Metamorpho perishes for the second time during the Millennium event. Doctor Jace, the scientific adviser to the Outsiders, has decided that life with the more logical Manhunters is preferable and she betrays the team; they fight back, but Metamorpho has been brainwashed into assisting Jace. He is killed in the resulting battle. He is again revived during the Invasion miniseries, when a gene-bomb set off by invading aliens affects his biomass.

Justice League
Metamorpho spends some time with the Justice League, including Justice League Europe. During this period he encounters Sapphire Stagg again. He becomes involved in a battle with the Metal Men, who have been tricked by Simon Stagg. His League friends, Rocket Red and Animal Man, are at the site of the battle, but are being detained by Java. At the conclusion of the battle, Metamorpho learns he had a son with Sapphire, but the baby boy's touch harms all but Sapphire and Metamorpho. When Java holds the baby, his arms melt. Metamorpho hands the baby over to Simon, who immediately fears he will be affected like Java was moments before and die. However, something in his genetic structure protects him, just as it did with Sapphire. Simon's stance softens and everyone is set free. Doc Magnus, the leader of the Metal Men, offers his services in creating new arms for Java. On the way home, Metamorpho's friends are puzzled as to how he knew Simon would be unaffected by the child. Metamorpho indicates that he hoped the baby would kill Simon.
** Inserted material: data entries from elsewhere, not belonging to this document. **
//! Health Risk Score calculation
//!
//! Global invariants enforced:
//! - Deterministic, per-row scoring
//! - Each factor is a monotone step function; only its most severe step counts
//! - Step boundaries are strict (a value exactly on a threshold does not trigger it)
//! - Total is clamped to [0, 100]

use crate::dataset::HealthRecord;
use crate::predictor::Profile;
use serde::{Deserialize, Serialize};

/// Upper bound of the Health Risk Score
pub const MAX_SCORE: f64 = 100.0;

/// BMI steps, triggered when BMI is above each value
const BMI_STEPS: [f64; 3] = [22.0, 25.0, 30.0];
/// Weekly fast-food meal steps, triggered above each value
const FAST_FOOD_STEPS: [f64; 3] = [3.0, 6.0, 10.0];
/// Daily sleep steps, triggered below each value
const SLEEP_STEPS: [f64; 3] = [7.0, 6.0, 5.0];
/// Weekly activity steps, triggered below each value
const ACTIVITY_STEPS: [f64; 3] = [5.0, 3.0, 1.0];
/// Energy score steps, triggered below each value
const ENERGY_STEPS: [f64; 3] = [7.0, 5.0, 3.0];

/// Points awarded at each of a factor's three steps
#[derive(Debug, Clone, Copy, PartialEq, Serialize, Deserialize)]
pub struct StepPoints {
    pub mild: f64,
    pub moderate: f64,
    pub severe: f64,
}

impl StepPoints {
    pub const fn new(mild: f64, moderate: f64, severe: f64) -> Self {
        StepPoints {
            mild,
            moderate,
            severe,
        }
    }
}

/// Configurable points for every factor
#[derive(Debug, Clone, Copy, PartialEq)]
pub struct RiskPoints {
    pub bmi: StepPoints,
    pub fast_food: StepPoints,
    pub sleep: StepPoints,
    pub activity: StepPoints,
    pub energy: StepPoints,
}

impl Default for RiskPoints {
    fn default() -> Self {
        RiskPoints {
            bmi: StepPoints::new(8.0, 15.0, 25.0),
            fast_food: StepPoints::new(6.0, 12.0, 20.0),
            sleep: StepPoints::new(5.0, 10.0, 15.0),
            activity: StepPoints::new(3.0, 6.0, 10.0),
            energy: StepPoints::new(3.0, 6.0, 10.0),
        }
    }
}

/// Risk band classification
#[derive(Debug, Clone, Copy, PartialEq, Eq, PartialOrd, Ord, Serialize, Deserialize)]
#[serde(rename_all = "lowercase")]
pub enum RiskBand {
    Low,      // < 30
    Moderate, // 30-60
    High,     // >= 60
}

impl RiskBand {
    pub fn as_str(&self) -> &'static str {
        match self {
            RiskBand::Low => "low",
            RiskBand::Moderate => "moderate",
            RiskBand::High => "high",
        }
    }
}

/// Configurable risk band thresholds
#[derive(Debug, Clone, Copy, PartialEq)]
pub struct BandThresholds {
    pub moderate: f64,
    pub high: f64,
}

impl Default for BandThresholds {
    fn default() -> Self {
        BandThresholds {
            moderate: 30.0,
            high: 60.0,
        }
    }
}

/// Everything the scorer needs: points per factor and band thresholds
#[derive(Debug, Clone, Copy, PartialEq, Default)]
pub struct RiskRules {
    pub points: RiskPoints,
    pub bands: BandThresholds,
}

/// The five scored inputs, shared by dataset rows and hand-entered profiles
#[derive(Debug, Clone, Copy, PartialEq)]
pub struct RiskInputs {
    pub bmi: f64,
    pub fast_food_meals_per_week: f64,
    pub sleep_hours_per_day: f64,
    pub activity_hours_per_week: f64,
    pub energy_level_score: f64,
}

impl From<&HealthRecord> for RiskInputs {
    fn from(record: &HealthRecord) -> Self {
        RiskInputs {
            bmi: record.bmi,
            fast_food_meals_per_week: record.fast_food_meals_per_week as f64,
            sleep_hours_per_day: record.sleep_hours_per_day,
            activity_hours_per_week: record.physical_activity_hours_per_week,
            energy_level_score: record.energy_level_score as f64,
        }
    }
}

impl From<&Profile> for RiskInputs {
    fn from(profile: &Profile) -> Self {
        RiskInputs {
            bmi: profile.bmi,
            fast_food_meals_per_week: profile.fast_food_meals_per_week,
            sleep_hours_per_day: profile.sleep_hours_per_day,
            activity_hours_per_week: profile.activity_hours_per_week,
            energy_level_score: profile.energy_level_score,
        }
    }
}

/// Per-factor contributions
#[derive(Debug, Clone, Copy, PartialEq, Serialize, Deserialize)]
#[serde(rename_all = "snake_case")]
pub struct RiskFactors {
    pub bmi: f64,
    pub fast_food: f64,
    pub sleep: f64,
    pub activity: f64,
    pub energy: f64,
}

impl RiskFactors {
    pub fn total(&self) -> f64 {
        self.bmi + self.fast_food + self.sleep + self.activity + self.energy
    }
}

/// Clamped score, its band and the breakdown that produced it
#[derive(Debug, Clone, Copy, PartialEq, Serialize, Deserialize)]
pub struct HealthRiskScore {
    pub score: f64,
    pub band: RiskBand,
    pub factors: RiskFactors,
}

/// Points for a factor that grows riskier as the value rises
fn points_above(value: f64, steps: &[f64; 3], points: &StepPoints) -> f64 {
    if value > steps[2] {
        points.severe
    } else if value > steps[1] {
        points.moderate
    } else if value > steps[0] {
        points.mild
    } else {
        0.0
    }
}

/// Points for a factor that grows riskier as the value falls
fn points_below(value: f64, steps: &[f64; 3], points: &StepPoints) -> f64 {
    if value < steps[2] {
        points.severe
    } else if value < steps[1] {
        points.moderate
    } else if value < steps[0] {
        points.mild
    } else {
        0.0
    }
}

/// Calculate the factor breakdown
pub fn calculate_risk_factors(inputs: &RiskInputs, points: &RiskPoints) -> RiskFactors {
    RiskFactors {
        bmi: points_above(inputs.bmi, &BMI_STEPS, &points.bmi),
        fast_food: points_above(
            inputs.fast_food_meals_per_week,
            &FAST_FOOD_STEPS,
            &points.fast_food,
        ),
        sleep: points_below(inputs.sleep_hours_per_day, &SLEEP_STEPS, &points.sleep),
        activity: points_below(
            inputs.activity_hours_per_week,
            &ACTIVITY_STEPS,
            &points.activity,
        ),
        energy: points_below(inputs.energy_level_score, &ENERGY_STEPS, &points.energy),
    }
}

/// Assign risk band with default thresholds
pub fn assign_risk_band(score: f64) -> RiskBand {
    assign_risk_band_with_thresholds(score, &BandThresholds::default())
}

/// Assign risk band with custom thresholds
pub fn assign_risk_band_with_thresholds(score: f64, thresholds: &BandThresholds) -> RiskBand {
    if score < thresholds.moderate {
        RiskBand::Low
    } else if score < thresholds.high {
        RiskBand::Moderate
    } else {
        RiskBand::High
    }
}

/// Score arbitrary inputs
pub fn score_inputs(inputs: &RiskInputs, rules: &RiskRules) -> HealthRiskScore {
    let factors = calculate_risk_factors(inputs, &rules.points);
    let score = factors.total().clamp(0.0, MAX_SCORE);
    HealthRiskScore {
        score,
        band: assign_risk_band_with_thresholds(score, &rules.bands),
        factors,
    }
}

/// Score a dataset row
pub fn score_record(record: &HealthRecord, rules: &RiskRules) -> HealthRiskScore {
    score_inputs(&RiskInputs::from(record), rules)
}

/// Score a hand-entered profile
pub fn score_profile(profile: &Profile, rules: &RiskRules) -> HealthRiskScore {
    score_inputs(&RiskInputs::from(profile), rules)
}

/// Cohort-level risk indicator derived from filtered averages
#[derive(Debug, Clone, Copy, PartialEq, Eq, Serialize, Deserialize)]
#[serde(rename_all = "lowercase")]
pub enum CohortRiskLevel {
    Low,
    Moderate,
    High,
}

impl CohortRiskLevel {
    pub fn label(&self) -> &'static str {
        match self {
            CohortRiskLevel::Low => "Low Risk",
            CohortRiskLevel::Moderate => "Moderate Risk",
            CohortRiskLevel::High => "High Risk",
        }
    }

    pub fn message(&self) -> &'static str {
        match self {
            CohortRiskLevel::High => {
                "High fast food intake and BMI detected. Consider lifestyle changes."
            }
            CohortRiskLevel::Moderate => {
                "Moderate health risk. Small improvements can make a big difference."
            }
            CohortRiskLevel::Low => "Great balance! Your habits look healthy.",
        }
    }
}

/// Cohort indicator together with the averages it was derived from
#[derive(Debug, Clone, PartialEq, Serialize, Deserialize)]
pub struct CohortRisk {
    pub level: CohortRiskLevel,
    pub label: String,
    pub message: String,
    pub avg_fast_food: f64,
    pub avg_bmi: f64,
}

/// Classify a cohort by its average fast-food intake and BMI
///
/// High: avg_ff > 10 and avg_bmi > 27.
/// Moderate: 6 <= avg_ff <= 10, or 24 <= avg_bmi <= 27.
/// Low: everything else.
pub fn assess_cohort(avg_fast_food: f64, avg_bmi: f64) -> CohortRisk {
    let level = if avg_fast_food > 10.0 && avg_bmi > 27.0 {
        CohortRiskLevel::High
    } else if (6.0..=10.0).contains(&avg_fast_food) || (24.0..=27.0).contains(&avg_bmi) {
        CohortRiskLevel::Moderate
    } else {
        CohortRiskLevel::Low
    };

    CohortRisk {
        level,
        label: level.label().to_string(),
        message: level.message().to_string(),
        avg_fast_food,
        avg_bmi,
    }
}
Later, Metamorpho has a romantic relationship with Crimson Fox, which is cut short by her apparent murder. His personal investigation of the incident uncovers multiple layers of lies and deceit. During his time with the team, while fighting the planet-smashing aliens called The Family, Metamorpho is hit by a powerful energy blast that destroys his body. He quickly re-forms in a totally different look. He will sport this new look until his next demise.

Third death and return
When the Hyperclan attacked the Justice League of America's orbiting base, destroying it, Metamorpho protects three of his teammates, Nuklon, Obsidian, and the original Icemaiden, in a giant, fluid filled ball. The intent is for them to survive reentry into Earth's atmosphere. The three make it, injured but alive, but Metamorpho does not. He is buried with solemn honors. He is temporarily resurrected by the wish-granting Id (fundamentally flawed because the wisher, his son Joey, only wished for him to be back rather than to be alive). Later, he is definitively brought back to life by Sapphire Stagg using the Orb of Ra, and he briefly joined the Doom Patrol.

Shortly thereafter, an accident with one of Simon Stagg's experiments turns Simon, Sapphire, and Joey into an energy being, and causes Metamorpho to take on the form and personality of Java. "Java" kidnaps Black Canary, asking for her help in rescuing the others. With Canary's help, he becomes Metamorpho again and manages to return the others to their normal forms.

Outsiders / "Shift"
At the same time, Metamorpho has seemingly been appearing in the Outsiders (vol. 3) series, but Rex Mason informs the team that their "Metamorpho" is a regrown fragment of his own body. Rex attempts to reassimilate his "twin", but the Outsiders convince him that the twin deserves the chance to lead his own life. This second Metamorpho chose the name "Shift" and develops a relationship with Indigo. When she dies, he becomes depressed over her death. After the events of One Year Later, Shift willingly chooses to be reassimilated into Metamorpho, because he has killed several people. Rex steps in to fill Shift's position in the Outsiders. A full account of Shift's crimes is explained in the Outsiders (vol. 3) Annual; he had inadvertently killed 44 people during Black Lightning's escape from Iron Heights Penitentiary.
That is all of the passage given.